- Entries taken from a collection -
§

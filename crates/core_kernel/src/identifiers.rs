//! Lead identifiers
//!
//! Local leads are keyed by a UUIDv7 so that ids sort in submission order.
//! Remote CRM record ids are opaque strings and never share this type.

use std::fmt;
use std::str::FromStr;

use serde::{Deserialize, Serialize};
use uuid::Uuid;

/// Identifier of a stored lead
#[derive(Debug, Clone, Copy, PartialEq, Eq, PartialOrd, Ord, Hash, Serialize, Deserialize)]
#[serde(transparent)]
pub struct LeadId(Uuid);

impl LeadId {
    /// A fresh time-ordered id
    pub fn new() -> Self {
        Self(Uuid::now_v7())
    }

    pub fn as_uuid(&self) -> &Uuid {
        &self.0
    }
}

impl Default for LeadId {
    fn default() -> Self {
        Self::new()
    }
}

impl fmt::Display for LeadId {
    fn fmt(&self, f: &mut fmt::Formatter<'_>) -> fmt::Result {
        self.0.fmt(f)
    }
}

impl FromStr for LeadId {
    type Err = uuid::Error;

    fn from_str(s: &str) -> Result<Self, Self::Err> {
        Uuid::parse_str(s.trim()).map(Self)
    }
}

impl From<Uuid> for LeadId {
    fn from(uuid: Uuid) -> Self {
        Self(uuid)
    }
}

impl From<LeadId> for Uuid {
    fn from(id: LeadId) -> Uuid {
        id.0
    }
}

§

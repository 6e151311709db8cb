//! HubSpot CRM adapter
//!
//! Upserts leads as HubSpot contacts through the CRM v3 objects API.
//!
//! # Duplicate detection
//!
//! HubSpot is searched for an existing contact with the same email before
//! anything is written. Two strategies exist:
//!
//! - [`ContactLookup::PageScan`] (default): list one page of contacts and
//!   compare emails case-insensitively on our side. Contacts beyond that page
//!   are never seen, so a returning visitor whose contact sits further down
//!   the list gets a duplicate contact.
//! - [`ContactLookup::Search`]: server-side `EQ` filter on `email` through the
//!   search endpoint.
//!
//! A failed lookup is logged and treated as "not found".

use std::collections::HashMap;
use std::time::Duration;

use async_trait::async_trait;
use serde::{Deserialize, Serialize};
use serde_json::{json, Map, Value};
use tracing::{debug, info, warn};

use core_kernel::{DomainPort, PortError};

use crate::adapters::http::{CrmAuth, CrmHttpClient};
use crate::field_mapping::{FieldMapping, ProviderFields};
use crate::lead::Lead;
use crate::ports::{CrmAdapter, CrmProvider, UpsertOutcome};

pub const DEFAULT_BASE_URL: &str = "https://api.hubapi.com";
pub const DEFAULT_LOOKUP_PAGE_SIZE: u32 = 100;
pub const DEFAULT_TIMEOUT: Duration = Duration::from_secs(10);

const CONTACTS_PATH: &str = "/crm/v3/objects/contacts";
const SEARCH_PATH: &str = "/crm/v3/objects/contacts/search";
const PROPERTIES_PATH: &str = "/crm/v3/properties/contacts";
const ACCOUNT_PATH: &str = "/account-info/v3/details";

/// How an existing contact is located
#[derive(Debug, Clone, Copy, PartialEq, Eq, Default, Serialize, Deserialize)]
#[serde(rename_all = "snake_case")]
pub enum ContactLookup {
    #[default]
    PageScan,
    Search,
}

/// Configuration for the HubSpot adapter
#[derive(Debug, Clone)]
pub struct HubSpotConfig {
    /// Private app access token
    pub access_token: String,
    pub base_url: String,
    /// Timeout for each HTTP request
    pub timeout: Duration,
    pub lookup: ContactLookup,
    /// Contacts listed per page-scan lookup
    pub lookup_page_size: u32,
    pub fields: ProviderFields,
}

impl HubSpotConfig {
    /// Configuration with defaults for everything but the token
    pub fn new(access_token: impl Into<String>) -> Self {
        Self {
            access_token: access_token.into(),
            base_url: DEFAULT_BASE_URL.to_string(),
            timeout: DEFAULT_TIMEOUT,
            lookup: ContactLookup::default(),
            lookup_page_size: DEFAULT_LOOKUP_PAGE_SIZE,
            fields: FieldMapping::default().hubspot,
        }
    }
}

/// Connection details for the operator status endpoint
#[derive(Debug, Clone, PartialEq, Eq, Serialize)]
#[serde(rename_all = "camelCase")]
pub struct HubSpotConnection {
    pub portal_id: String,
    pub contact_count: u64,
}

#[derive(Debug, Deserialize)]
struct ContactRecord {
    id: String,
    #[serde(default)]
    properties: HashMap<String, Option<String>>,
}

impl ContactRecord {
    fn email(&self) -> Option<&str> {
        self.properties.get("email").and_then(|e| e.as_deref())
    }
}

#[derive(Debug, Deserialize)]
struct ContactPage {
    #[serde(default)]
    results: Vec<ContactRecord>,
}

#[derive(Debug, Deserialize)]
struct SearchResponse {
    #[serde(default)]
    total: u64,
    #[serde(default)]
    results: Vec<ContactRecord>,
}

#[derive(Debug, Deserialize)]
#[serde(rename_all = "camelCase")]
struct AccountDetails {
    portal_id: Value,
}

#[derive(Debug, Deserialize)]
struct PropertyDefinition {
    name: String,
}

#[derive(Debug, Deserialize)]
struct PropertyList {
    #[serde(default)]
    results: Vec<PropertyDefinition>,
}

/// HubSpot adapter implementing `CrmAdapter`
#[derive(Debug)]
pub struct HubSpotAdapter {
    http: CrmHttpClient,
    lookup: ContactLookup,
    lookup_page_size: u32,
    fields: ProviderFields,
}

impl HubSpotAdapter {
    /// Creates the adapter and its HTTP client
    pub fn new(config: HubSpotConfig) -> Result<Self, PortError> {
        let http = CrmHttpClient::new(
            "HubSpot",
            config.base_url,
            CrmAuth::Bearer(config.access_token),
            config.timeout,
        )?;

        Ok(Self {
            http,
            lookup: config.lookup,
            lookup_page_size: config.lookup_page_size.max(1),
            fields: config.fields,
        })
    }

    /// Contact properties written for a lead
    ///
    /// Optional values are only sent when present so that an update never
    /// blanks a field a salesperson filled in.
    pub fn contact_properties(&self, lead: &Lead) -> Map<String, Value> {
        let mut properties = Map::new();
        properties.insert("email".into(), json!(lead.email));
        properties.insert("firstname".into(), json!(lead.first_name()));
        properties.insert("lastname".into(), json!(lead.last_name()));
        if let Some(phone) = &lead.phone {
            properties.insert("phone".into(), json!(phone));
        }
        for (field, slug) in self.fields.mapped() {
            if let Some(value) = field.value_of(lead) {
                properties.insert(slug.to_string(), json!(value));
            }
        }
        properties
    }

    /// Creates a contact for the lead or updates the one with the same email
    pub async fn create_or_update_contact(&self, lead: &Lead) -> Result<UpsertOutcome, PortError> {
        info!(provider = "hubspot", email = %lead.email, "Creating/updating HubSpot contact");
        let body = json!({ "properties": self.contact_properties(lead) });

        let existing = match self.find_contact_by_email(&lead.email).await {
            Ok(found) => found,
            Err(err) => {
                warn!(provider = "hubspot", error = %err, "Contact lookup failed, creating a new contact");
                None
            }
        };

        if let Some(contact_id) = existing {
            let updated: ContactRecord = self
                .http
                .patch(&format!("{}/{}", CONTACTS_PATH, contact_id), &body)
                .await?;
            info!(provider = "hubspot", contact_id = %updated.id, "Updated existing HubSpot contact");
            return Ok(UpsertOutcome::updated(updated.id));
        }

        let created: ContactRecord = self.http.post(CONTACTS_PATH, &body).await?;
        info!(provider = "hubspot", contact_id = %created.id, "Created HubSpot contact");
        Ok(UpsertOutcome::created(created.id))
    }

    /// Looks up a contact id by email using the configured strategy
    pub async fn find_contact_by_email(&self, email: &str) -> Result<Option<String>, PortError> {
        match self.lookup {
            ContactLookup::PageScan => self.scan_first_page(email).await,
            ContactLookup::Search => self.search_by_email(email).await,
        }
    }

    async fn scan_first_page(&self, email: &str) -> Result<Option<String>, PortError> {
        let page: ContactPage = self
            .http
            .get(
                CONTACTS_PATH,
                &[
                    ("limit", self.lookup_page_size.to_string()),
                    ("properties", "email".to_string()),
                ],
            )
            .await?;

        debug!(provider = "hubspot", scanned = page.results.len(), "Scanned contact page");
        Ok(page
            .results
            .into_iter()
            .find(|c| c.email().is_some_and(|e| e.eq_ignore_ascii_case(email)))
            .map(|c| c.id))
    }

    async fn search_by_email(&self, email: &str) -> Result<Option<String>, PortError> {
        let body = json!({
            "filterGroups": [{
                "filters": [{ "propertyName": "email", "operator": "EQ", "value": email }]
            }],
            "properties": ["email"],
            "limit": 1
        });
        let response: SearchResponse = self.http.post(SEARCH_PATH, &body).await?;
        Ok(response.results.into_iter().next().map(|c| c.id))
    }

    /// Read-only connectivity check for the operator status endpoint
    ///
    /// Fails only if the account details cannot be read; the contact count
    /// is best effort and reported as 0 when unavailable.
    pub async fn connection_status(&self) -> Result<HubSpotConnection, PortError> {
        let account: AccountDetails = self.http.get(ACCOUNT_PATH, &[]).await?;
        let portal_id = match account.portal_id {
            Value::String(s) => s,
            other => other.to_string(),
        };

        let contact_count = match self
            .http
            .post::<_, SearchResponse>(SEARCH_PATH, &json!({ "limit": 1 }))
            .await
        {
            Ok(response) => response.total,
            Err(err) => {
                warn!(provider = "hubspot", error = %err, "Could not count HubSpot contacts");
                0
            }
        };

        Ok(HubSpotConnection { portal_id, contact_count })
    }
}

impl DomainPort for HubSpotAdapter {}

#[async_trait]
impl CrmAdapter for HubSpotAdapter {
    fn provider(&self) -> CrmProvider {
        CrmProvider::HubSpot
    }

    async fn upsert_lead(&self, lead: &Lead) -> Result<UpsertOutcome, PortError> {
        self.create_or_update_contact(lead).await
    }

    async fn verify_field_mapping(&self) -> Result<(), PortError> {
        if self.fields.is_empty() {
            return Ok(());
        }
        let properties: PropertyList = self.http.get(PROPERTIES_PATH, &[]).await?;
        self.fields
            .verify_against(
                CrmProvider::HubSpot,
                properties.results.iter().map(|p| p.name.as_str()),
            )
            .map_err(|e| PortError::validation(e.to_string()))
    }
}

§

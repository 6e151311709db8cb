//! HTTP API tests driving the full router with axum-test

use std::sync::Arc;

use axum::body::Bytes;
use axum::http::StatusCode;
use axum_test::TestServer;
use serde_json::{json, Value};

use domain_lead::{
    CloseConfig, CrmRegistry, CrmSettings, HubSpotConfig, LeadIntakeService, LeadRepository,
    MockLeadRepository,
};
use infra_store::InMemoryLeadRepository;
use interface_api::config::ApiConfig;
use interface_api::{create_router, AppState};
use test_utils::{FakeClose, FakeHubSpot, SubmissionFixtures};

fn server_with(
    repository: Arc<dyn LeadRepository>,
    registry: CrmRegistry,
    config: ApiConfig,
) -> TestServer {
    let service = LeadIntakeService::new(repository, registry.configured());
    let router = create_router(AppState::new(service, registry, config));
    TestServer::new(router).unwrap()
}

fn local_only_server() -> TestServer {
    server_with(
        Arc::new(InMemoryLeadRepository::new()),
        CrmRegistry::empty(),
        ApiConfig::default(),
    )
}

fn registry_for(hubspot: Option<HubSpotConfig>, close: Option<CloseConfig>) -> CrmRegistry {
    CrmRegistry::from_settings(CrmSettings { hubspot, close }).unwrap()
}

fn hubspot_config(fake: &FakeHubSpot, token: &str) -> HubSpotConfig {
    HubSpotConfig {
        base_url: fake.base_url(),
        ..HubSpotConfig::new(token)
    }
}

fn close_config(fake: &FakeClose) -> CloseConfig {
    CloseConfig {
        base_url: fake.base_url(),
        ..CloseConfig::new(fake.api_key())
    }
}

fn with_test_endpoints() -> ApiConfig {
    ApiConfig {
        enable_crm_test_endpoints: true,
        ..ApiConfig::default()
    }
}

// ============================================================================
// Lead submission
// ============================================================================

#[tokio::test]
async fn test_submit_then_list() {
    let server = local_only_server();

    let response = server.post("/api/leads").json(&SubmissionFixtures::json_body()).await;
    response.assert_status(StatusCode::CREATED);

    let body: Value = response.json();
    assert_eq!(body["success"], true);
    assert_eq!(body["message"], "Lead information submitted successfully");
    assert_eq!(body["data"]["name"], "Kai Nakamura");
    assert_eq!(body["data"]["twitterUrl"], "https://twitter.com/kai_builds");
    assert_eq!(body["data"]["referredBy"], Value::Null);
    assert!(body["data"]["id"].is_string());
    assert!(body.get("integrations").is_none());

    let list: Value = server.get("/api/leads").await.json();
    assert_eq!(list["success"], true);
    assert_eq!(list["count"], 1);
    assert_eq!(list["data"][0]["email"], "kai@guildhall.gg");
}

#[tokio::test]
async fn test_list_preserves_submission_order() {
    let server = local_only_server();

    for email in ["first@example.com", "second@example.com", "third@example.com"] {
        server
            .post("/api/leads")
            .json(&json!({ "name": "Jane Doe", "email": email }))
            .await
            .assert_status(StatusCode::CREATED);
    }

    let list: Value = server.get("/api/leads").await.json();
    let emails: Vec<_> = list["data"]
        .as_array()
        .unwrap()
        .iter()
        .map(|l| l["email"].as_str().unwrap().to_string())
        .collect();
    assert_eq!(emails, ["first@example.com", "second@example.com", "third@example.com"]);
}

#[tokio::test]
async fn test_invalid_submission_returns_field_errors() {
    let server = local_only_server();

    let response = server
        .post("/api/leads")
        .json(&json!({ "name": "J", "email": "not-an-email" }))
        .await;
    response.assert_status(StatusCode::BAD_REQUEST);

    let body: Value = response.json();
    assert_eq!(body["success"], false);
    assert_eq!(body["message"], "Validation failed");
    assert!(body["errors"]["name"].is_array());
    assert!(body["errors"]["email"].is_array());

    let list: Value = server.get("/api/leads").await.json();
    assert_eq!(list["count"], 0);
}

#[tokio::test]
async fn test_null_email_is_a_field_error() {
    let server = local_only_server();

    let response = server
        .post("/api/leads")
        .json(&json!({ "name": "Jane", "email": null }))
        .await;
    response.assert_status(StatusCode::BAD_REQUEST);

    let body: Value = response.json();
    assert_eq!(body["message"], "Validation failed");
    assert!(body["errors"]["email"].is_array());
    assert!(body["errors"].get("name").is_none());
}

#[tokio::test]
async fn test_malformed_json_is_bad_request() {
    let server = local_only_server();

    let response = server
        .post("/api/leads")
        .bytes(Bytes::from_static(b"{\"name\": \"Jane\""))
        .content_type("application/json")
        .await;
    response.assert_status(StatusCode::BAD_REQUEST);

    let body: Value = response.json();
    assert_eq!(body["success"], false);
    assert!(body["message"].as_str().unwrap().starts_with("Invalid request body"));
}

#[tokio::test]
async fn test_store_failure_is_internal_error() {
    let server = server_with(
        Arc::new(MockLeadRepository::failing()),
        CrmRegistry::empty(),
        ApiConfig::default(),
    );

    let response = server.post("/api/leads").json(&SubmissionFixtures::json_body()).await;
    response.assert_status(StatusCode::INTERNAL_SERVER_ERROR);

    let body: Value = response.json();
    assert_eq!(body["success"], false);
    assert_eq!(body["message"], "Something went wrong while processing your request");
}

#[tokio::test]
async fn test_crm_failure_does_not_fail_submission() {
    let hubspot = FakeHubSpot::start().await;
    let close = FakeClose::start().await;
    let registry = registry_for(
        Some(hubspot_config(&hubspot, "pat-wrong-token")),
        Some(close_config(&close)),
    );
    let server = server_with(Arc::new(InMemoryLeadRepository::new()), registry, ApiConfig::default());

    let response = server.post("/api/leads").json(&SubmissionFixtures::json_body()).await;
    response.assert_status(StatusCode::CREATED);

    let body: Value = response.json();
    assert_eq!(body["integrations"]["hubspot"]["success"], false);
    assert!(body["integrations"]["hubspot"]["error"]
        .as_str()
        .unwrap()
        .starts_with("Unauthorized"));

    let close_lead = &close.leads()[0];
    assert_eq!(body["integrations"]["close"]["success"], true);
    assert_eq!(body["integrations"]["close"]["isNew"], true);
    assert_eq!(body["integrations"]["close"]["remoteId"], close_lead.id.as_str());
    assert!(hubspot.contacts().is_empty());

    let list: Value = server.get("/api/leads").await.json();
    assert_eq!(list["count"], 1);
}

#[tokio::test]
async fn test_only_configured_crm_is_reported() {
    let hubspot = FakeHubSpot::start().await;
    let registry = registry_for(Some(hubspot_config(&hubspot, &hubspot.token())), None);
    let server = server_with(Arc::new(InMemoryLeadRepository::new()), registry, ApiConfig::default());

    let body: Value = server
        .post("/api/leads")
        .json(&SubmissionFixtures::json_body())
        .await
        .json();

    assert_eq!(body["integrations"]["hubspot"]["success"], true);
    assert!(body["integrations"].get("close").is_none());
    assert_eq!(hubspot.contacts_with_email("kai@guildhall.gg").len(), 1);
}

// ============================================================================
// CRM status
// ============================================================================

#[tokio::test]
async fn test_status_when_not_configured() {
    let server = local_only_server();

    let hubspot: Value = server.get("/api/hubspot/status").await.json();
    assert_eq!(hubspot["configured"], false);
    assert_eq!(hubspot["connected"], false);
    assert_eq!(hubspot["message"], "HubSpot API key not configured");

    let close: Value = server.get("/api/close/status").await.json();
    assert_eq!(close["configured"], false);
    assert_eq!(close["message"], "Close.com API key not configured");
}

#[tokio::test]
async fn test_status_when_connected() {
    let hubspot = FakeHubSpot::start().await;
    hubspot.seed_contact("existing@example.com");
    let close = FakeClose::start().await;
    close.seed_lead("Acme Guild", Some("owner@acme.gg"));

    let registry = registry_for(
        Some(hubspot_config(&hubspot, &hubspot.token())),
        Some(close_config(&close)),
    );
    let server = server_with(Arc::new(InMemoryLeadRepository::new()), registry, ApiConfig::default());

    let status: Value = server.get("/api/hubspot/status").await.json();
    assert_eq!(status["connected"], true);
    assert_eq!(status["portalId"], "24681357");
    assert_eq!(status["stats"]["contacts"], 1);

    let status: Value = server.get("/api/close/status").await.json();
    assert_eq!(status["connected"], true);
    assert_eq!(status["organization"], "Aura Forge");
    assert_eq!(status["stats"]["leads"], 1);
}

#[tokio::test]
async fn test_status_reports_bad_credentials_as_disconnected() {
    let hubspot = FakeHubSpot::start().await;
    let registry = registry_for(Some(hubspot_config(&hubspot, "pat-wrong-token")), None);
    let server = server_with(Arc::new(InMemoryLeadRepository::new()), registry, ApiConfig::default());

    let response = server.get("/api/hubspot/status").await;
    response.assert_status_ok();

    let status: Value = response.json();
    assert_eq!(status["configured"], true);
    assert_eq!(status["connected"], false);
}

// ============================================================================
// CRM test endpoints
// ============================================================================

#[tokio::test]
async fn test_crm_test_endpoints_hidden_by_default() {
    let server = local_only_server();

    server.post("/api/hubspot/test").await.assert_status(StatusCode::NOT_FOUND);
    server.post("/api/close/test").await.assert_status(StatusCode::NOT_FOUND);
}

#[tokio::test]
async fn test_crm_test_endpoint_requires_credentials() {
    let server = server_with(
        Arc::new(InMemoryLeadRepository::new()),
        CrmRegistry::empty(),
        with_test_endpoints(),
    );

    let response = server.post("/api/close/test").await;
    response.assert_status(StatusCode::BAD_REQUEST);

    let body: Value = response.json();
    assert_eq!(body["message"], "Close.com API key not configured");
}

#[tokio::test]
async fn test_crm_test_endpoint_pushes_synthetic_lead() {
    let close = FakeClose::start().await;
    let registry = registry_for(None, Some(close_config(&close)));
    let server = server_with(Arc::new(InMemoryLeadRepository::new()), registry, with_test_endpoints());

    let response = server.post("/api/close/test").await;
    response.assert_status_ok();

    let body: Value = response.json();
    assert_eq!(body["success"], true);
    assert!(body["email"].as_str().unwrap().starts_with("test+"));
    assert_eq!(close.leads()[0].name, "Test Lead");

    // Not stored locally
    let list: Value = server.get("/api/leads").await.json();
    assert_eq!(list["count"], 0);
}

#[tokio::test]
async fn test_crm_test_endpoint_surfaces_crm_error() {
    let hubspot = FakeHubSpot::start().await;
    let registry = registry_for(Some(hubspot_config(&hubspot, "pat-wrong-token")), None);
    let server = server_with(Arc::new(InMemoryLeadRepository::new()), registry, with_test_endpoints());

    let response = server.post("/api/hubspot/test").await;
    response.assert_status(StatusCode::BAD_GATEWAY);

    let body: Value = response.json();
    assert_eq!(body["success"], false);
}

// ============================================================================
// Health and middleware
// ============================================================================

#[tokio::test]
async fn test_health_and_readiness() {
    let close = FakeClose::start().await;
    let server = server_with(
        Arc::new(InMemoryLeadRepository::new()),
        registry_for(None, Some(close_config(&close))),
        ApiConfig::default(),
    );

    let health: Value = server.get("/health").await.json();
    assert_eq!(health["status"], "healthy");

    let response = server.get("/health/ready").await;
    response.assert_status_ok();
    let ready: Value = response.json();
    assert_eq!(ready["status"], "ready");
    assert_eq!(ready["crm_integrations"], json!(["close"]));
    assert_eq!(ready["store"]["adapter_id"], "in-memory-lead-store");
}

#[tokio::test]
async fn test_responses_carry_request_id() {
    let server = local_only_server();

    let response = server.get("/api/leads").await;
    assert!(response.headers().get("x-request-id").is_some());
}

§

- Task requirements -
Using the entries shown above, reproduce verbatim the lines from the line bearing "let close_lead = &close.leads()[0];" to the line bearing "assert!(hubspot.contacts().is_empty());", inclusive.

- Task result -
    let close_lead = &close.leads()[0];
    assert_eq!(body["integrations"]["close"]["success"], true);
    assert_eq!(body["integrations"]["close"]["isNew"], true);
    assert_eq!(body["integrations"]["close"]["remoteId"], close_lead.id.as_str());
    assert!(hubspot.contacts().is_empty());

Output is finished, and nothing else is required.